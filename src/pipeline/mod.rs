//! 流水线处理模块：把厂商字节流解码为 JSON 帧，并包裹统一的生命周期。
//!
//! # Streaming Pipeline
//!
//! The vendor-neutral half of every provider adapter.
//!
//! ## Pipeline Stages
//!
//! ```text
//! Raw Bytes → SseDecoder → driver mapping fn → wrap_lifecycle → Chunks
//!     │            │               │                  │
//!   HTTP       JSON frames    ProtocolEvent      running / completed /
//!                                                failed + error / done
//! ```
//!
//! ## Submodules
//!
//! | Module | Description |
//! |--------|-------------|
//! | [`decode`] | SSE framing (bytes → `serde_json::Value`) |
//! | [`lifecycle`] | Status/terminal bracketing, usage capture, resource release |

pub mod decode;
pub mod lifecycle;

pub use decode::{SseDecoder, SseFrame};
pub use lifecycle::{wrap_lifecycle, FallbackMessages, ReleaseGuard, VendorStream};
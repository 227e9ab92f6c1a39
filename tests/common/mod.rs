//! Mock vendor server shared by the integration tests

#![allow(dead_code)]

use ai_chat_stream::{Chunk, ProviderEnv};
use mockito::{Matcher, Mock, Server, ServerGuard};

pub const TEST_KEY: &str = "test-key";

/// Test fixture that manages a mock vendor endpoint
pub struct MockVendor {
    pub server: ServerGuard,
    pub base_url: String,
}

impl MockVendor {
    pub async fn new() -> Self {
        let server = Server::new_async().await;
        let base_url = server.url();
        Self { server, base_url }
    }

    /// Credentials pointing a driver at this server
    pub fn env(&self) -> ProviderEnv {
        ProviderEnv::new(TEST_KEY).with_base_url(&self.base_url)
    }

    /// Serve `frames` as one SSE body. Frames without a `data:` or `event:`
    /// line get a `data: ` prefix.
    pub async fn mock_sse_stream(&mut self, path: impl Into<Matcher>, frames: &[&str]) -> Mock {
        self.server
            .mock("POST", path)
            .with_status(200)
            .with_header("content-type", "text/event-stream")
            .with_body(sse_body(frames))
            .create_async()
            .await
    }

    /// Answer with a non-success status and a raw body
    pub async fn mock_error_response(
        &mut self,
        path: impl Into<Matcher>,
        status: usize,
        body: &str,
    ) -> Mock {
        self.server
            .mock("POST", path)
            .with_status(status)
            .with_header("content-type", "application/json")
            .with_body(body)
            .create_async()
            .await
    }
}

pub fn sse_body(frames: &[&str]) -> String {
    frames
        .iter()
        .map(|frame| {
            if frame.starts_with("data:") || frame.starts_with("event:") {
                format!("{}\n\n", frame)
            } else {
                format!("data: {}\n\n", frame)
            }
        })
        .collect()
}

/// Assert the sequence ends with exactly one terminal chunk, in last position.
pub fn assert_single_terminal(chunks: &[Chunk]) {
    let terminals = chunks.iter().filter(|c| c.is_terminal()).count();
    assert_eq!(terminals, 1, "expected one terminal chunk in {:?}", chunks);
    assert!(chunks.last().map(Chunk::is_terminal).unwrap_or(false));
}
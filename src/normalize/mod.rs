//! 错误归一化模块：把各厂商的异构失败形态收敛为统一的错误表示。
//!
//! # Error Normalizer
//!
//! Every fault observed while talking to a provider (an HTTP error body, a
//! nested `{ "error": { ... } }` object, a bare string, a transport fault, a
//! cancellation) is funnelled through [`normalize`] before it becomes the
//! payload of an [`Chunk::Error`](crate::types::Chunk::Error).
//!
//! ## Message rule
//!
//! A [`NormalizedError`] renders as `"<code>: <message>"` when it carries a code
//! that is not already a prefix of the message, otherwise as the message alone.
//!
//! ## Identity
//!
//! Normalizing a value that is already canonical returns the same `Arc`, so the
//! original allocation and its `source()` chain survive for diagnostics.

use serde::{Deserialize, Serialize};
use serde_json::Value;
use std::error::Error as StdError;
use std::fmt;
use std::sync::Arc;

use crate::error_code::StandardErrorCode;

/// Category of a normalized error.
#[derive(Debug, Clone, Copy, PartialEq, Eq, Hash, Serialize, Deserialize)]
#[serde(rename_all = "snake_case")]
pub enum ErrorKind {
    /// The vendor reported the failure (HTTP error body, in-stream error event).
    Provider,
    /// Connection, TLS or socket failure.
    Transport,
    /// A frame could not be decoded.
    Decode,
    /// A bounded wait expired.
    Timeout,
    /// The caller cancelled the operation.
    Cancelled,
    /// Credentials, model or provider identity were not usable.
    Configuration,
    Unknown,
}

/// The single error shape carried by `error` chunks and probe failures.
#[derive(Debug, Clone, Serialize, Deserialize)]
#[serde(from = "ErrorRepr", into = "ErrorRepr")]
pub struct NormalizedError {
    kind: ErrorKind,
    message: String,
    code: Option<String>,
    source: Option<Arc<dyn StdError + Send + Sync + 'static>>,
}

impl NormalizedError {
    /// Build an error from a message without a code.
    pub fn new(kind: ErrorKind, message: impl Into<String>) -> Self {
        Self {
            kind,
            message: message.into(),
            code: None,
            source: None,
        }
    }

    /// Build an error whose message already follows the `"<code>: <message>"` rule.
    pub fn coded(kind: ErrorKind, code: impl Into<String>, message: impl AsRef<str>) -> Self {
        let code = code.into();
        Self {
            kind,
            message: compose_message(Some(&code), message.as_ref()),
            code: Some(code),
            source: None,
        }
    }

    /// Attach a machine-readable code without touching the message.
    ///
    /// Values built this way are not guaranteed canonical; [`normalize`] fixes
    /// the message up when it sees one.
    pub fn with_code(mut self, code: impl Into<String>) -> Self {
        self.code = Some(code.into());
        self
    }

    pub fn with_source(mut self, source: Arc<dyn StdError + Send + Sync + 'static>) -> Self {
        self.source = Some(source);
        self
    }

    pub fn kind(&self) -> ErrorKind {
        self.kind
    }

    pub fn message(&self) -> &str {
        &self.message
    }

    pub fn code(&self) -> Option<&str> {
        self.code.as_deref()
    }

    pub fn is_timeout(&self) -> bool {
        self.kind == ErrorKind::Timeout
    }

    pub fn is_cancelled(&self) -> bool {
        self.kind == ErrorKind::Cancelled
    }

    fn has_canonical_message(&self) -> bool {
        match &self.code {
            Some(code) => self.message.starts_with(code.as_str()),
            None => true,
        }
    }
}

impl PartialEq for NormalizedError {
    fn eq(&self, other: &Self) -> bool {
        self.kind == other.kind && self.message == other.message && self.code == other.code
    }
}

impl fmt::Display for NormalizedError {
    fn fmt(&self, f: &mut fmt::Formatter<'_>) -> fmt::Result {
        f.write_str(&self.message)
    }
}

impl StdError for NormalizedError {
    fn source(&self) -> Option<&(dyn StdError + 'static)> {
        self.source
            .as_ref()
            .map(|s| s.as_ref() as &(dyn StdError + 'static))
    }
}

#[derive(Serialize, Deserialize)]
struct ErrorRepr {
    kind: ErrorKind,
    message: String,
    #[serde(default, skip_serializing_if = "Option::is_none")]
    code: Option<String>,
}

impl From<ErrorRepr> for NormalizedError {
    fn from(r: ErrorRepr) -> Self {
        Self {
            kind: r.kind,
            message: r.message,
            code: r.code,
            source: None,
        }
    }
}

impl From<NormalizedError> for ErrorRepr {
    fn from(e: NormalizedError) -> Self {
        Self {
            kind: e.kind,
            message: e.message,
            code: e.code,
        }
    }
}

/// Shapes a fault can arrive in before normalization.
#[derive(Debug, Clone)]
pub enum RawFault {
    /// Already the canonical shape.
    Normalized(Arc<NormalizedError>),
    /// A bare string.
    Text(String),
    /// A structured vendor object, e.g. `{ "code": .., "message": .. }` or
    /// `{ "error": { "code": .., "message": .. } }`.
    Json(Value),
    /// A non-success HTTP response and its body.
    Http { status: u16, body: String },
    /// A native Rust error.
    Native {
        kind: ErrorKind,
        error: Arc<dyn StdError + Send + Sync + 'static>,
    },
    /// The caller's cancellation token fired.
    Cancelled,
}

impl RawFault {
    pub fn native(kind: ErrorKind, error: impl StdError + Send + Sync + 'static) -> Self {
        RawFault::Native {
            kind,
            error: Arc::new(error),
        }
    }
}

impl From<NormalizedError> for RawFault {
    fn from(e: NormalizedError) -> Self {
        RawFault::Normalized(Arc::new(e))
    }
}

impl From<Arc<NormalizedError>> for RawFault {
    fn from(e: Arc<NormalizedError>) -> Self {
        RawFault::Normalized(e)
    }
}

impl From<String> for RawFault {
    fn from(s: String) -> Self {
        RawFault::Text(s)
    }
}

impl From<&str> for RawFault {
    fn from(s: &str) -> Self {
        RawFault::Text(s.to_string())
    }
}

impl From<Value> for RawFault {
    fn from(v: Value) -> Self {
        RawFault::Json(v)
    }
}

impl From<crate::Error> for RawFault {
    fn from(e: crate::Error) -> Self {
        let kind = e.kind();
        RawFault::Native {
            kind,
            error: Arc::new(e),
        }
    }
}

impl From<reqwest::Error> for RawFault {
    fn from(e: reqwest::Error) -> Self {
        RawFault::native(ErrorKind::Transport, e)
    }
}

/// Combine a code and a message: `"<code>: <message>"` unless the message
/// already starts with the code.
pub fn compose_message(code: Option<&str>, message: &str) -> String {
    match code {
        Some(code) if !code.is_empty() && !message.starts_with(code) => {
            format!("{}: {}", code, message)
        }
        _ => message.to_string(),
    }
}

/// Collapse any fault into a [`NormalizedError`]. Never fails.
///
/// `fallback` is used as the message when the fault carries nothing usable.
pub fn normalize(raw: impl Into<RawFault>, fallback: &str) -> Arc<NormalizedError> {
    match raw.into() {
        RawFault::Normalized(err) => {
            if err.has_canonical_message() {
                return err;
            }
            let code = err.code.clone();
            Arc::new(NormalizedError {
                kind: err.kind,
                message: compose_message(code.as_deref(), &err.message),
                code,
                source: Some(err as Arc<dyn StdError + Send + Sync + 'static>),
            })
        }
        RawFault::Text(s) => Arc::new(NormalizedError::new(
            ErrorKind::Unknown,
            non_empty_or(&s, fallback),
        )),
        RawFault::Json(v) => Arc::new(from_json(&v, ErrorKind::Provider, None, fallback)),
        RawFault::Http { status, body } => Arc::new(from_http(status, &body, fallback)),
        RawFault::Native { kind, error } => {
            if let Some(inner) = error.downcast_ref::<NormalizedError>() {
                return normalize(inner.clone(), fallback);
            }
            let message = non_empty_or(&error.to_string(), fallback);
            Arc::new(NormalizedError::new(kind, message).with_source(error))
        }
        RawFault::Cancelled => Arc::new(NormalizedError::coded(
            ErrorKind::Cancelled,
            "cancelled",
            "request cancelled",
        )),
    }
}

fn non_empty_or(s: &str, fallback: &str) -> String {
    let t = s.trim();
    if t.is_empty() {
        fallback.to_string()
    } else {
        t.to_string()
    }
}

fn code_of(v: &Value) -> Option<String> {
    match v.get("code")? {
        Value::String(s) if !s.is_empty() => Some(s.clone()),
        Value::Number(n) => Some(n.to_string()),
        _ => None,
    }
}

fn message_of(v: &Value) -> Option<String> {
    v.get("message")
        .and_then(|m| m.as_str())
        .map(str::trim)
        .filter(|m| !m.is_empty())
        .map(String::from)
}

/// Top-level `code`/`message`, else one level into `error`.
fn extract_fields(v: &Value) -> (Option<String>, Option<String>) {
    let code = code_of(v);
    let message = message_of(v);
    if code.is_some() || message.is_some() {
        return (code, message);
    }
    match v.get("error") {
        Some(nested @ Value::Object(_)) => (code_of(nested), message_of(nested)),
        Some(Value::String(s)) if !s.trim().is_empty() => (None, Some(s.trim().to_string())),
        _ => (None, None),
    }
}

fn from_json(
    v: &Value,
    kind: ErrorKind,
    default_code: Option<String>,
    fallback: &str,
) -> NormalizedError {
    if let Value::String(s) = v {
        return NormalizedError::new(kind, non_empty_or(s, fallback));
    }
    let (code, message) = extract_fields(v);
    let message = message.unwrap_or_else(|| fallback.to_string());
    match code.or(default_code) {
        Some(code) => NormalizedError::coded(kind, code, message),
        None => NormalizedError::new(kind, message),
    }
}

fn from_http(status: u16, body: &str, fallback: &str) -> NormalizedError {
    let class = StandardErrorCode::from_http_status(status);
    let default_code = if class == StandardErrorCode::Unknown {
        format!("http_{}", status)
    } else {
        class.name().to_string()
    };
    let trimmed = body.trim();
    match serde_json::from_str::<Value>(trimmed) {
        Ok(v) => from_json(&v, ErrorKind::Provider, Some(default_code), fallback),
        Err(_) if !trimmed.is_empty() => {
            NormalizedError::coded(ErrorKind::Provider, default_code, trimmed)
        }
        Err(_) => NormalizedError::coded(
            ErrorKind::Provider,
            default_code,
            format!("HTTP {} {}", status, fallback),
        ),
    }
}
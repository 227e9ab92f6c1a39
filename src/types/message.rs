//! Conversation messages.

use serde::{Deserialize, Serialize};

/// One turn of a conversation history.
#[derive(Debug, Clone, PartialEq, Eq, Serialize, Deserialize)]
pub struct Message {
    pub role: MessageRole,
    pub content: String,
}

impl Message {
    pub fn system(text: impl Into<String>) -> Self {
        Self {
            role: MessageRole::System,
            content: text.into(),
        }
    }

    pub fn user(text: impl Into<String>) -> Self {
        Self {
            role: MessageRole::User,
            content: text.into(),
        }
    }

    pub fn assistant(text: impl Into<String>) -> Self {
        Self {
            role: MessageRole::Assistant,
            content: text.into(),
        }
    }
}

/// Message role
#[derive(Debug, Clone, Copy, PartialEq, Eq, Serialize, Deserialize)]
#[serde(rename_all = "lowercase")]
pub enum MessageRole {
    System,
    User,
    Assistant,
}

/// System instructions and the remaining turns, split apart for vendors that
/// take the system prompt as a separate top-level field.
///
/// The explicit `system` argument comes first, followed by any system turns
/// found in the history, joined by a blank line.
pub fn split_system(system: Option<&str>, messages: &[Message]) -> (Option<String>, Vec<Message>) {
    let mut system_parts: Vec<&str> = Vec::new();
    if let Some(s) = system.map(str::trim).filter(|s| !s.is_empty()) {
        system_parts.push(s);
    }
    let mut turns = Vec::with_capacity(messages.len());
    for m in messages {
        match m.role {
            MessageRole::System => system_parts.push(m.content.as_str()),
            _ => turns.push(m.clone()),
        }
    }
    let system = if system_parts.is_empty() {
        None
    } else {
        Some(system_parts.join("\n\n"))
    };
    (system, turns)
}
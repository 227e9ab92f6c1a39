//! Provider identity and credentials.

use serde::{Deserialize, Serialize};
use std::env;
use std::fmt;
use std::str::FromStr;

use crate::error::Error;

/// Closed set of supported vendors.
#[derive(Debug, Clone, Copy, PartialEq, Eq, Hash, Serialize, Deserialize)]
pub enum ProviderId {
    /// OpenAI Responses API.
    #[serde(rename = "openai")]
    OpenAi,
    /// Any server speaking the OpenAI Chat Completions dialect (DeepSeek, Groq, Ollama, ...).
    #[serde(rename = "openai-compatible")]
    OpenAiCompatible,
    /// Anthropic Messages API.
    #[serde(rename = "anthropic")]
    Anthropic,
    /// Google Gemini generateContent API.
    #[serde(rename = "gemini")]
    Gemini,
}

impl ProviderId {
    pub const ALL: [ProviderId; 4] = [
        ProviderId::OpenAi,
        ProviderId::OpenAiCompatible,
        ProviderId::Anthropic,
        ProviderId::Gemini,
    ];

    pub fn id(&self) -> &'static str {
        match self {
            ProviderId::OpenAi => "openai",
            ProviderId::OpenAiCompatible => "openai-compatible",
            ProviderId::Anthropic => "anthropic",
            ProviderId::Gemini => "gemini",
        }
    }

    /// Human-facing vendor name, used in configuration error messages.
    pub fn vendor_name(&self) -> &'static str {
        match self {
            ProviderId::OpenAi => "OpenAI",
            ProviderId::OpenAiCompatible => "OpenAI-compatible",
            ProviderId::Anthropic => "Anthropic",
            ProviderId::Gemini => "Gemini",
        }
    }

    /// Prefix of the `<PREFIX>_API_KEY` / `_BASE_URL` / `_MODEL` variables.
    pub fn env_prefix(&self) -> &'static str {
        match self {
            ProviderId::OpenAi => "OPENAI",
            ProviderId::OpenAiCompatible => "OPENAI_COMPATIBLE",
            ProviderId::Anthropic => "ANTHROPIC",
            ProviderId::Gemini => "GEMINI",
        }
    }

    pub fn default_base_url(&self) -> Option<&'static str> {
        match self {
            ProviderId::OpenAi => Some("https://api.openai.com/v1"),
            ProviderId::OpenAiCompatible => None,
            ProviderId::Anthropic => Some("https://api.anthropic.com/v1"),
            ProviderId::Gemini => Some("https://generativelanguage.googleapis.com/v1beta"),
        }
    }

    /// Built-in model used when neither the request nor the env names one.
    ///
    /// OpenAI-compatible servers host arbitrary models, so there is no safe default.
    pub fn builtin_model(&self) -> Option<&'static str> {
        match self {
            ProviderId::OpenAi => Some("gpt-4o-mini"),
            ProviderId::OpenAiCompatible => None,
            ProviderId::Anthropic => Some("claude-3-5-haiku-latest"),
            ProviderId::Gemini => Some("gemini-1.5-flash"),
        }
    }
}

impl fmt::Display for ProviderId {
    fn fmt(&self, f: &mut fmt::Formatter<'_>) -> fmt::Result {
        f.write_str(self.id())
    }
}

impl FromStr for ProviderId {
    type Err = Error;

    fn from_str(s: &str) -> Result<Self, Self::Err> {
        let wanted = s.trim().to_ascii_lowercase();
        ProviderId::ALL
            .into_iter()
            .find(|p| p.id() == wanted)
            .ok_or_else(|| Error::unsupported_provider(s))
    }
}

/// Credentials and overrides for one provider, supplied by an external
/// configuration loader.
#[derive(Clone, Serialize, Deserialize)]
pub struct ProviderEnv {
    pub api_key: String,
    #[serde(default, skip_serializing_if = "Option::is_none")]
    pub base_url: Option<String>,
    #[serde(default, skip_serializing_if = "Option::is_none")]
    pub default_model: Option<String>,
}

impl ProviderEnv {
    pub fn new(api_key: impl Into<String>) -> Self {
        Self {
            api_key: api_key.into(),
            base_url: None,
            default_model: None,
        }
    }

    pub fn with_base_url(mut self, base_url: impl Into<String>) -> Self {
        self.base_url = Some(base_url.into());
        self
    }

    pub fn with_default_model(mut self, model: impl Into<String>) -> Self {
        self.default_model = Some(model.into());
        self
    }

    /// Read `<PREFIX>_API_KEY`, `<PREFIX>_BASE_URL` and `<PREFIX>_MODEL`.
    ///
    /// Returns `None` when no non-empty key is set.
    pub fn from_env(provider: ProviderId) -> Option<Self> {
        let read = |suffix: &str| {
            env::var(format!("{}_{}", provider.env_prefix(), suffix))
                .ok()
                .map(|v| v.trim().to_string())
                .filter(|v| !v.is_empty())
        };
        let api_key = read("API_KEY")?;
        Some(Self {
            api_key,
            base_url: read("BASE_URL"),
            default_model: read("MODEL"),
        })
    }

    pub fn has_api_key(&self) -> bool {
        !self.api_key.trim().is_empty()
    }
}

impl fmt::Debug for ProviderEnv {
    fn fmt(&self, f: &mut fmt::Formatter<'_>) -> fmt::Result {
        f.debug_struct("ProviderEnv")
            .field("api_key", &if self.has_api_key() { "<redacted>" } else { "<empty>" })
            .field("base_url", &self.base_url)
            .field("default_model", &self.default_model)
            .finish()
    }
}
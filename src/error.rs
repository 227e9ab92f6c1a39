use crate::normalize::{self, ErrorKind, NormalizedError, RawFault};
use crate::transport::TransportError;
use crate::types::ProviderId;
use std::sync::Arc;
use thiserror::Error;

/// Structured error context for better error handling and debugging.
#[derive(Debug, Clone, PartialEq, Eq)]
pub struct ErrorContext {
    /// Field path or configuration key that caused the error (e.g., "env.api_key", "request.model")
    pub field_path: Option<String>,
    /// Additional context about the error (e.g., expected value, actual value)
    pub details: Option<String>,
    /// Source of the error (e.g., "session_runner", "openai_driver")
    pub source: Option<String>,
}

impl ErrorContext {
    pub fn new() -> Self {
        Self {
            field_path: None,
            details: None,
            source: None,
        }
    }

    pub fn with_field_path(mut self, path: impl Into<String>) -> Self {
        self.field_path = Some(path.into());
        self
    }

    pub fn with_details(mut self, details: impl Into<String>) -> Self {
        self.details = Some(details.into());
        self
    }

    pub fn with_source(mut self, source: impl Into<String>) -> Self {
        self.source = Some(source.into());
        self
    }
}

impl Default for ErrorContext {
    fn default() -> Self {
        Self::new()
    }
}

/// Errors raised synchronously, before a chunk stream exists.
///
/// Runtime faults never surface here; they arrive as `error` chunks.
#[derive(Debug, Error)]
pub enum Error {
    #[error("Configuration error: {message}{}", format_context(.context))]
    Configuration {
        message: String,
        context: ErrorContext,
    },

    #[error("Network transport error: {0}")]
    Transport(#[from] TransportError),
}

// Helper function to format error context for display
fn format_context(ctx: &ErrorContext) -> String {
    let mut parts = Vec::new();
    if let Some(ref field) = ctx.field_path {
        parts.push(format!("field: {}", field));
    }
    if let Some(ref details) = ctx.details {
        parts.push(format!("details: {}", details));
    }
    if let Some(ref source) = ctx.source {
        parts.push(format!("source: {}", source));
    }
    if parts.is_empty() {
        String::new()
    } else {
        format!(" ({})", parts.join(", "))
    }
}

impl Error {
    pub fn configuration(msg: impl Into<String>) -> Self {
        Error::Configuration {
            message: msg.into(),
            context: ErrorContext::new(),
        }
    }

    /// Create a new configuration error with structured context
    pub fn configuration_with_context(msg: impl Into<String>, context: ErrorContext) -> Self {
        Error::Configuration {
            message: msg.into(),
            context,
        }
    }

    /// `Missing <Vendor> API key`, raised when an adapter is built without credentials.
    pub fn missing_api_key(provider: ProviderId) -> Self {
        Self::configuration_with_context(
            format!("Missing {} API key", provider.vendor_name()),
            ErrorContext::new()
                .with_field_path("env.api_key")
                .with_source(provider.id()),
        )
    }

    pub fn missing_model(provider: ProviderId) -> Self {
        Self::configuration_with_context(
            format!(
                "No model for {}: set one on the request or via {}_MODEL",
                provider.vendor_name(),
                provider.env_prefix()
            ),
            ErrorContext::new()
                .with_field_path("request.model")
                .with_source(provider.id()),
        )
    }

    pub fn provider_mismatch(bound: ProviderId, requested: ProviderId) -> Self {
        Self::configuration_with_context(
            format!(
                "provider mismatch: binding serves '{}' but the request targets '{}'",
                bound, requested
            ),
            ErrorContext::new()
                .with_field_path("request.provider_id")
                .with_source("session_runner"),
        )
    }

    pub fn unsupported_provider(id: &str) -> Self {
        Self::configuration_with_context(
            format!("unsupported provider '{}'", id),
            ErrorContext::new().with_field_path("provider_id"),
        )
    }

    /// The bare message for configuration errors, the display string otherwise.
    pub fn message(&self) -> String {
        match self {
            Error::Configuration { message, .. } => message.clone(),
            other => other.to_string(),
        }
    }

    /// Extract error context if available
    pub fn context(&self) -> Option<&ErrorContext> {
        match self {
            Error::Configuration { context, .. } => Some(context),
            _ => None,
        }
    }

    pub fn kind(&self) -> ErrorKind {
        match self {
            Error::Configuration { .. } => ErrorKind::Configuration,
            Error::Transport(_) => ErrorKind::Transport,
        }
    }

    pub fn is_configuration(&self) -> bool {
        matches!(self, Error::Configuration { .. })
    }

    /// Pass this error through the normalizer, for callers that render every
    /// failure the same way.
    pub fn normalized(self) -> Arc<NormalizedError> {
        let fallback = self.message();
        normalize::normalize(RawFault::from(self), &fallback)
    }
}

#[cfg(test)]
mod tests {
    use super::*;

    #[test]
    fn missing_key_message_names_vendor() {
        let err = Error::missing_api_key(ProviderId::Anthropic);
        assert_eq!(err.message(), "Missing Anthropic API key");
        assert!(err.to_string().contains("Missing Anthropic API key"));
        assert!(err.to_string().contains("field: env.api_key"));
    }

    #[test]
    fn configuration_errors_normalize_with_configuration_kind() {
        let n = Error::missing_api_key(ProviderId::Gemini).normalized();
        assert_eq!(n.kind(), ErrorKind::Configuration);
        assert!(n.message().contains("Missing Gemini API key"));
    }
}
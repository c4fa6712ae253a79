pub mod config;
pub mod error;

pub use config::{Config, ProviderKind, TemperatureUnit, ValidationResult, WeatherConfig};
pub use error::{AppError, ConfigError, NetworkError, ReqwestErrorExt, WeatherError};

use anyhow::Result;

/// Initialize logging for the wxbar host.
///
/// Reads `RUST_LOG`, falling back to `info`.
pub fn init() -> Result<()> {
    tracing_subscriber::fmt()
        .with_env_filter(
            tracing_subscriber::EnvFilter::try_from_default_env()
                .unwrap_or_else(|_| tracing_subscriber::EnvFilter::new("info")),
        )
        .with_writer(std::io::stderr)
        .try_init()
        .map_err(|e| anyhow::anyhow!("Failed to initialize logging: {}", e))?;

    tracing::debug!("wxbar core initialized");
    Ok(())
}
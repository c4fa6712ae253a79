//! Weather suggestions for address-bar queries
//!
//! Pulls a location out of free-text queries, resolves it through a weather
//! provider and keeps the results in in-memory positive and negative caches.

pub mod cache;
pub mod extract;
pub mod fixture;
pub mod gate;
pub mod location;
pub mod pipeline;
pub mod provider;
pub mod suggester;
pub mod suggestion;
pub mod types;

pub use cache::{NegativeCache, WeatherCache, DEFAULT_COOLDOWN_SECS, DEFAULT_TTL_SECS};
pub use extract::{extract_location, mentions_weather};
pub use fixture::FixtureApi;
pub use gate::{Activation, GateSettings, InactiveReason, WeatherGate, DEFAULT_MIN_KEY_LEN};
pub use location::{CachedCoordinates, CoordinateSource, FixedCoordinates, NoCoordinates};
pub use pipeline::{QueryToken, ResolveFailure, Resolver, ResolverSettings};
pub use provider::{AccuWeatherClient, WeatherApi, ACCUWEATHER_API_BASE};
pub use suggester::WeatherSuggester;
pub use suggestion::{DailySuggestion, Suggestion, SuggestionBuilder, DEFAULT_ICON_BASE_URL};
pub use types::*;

⁂

Problem requirements: Considering only the material above, set down every line from the one with "pub fn with_code(mut" to the one with "pub fn with_source(mut self, source: Arc<dyn", inclusive, exactly as written.

Solution for this task:
    pub fn with_code(mut self, code: impl Into<String>) -> Self {
        self.code = Some(code.into());
        self
    }

    pub fn with_source(mut self, source: Arc<dyn StdError + Send + Sync + 'static>) -> Self {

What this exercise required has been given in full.